Identify all lines below that hold "seen" and collect them.

BEGIN Excerpted records

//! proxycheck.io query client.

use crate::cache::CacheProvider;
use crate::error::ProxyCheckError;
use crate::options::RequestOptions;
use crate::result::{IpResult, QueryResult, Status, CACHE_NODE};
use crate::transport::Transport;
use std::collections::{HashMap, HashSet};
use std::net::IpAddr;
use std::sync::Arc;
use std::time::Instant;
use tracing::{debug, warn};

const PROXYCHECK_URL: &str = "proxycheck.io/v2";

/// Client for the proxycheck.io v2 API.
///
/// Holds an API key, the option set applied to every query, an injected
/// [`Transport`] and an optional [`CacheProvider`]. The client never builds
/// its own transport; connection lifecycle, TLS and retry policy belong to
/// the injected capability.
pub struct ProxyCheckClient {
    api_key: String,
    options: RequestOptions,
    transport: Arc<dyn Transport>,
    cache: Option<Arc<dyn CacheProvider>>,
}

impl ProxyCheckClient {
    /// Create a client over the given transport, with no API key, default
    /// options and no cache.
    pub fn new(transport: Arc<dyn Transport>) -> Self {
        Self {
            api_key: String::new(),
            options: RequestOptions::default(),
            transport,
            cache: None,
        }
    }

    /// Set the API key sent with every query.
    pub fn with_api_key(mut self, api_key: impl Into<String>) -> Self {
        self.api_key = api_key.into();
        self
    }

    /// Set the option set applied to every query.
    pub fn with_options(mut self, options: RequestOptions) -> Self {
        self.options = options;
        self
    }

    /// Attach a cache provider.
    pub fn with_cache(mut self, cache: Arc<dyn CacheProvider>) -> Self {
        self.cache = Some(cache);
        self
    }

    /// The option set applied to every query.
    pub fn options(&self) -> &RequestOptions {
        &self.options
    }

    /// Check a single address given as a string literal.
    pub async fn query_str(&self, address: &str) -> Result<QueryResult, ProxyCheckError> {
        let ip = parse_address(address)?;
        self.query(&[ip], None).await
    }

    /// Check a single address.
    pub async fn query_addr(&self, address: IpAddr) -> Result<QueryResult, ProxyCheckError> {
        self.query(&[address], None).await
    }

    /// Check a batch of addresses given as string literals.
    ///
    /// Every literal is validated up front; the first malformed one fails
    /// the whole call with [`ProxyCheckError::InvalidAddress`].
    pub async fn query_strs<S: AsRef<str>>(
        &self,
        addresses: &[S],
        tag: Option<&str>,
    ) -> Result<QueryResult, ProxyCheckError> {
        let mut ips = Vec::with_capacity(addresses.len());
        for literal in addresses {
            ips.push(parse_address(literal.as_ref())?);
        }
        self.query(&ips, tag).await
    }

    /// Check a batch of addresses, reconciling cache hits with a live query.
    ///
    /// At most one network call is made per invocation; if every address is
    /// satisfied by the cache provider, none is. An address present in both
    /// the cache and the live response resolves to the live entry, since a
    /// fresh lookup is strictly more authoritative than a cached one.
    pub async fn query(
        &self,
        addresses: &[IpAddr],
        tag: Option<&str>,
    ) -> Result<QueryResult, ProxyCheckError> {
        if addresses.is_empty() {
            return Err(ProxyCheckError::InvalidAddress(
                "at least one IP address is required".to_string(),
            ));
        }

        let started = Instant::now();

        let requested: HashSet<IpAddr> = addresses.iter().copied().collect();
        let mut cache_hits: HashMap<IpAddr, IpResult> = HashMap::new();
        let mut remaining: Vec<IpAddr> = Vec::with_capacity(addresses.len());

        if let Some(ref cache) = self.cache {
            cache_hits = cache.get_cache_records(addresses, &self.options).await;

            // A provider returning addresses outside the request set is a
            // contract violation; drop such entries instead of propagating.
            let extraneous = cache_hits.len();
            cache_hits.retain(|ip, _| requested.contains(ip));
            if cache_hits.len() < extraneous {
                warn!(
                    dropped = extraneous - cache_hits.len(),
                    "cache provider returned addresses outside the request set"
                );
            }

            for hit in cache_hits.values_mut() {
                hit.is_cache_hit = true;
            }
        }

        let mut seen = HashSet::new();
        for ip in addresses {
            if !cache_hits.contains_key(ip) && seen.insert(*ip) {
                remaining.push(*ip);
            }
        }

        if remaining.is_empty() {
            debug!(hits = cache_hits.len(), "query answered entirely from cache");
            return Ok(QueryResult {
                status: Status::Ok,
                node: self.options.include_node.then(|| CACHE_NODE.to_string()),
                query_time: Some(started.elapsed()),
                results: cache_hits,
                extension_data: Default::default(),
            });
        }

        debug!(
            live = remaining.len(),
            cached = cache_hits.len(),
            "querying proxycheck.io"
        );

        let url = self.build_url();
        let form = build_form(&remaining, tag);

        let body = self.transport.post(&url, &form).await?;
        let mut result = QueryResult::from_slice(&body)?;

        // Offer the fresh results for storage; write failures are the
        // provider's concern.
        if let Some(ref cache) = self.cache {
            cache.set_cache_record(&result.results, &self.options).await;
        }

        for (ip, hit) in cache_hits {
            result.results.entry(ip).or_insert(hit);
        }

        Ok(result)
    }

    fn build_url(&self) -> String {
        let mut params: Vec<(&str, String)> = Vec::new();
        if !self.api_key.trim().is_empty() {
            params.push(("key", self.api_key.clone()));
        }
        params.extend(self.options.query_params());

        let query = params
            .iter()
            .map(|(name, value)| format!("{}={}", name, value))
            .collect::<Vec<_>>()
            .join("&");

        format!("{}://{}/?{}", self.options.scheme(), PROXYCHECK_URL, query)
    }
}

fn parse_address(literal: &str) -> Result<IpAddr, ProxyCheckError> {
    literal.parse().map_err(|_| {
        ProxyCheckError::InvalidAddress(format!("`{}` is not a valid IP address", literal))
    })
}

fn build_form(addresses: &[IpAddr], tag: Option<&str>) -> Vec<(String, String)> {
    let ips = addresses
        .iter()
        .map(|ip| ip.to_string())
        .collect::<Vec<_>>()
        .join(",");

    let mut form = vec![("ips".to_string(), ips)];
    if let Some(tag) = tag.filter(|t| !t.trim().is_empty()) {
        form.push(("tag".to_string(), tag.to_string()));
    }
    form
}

END Excerpted records

> _Response to the exercise_:
        let mut seen = HashSet::new();
            if !cache_hits.contains_key(ip) && seen.insert(*ip) {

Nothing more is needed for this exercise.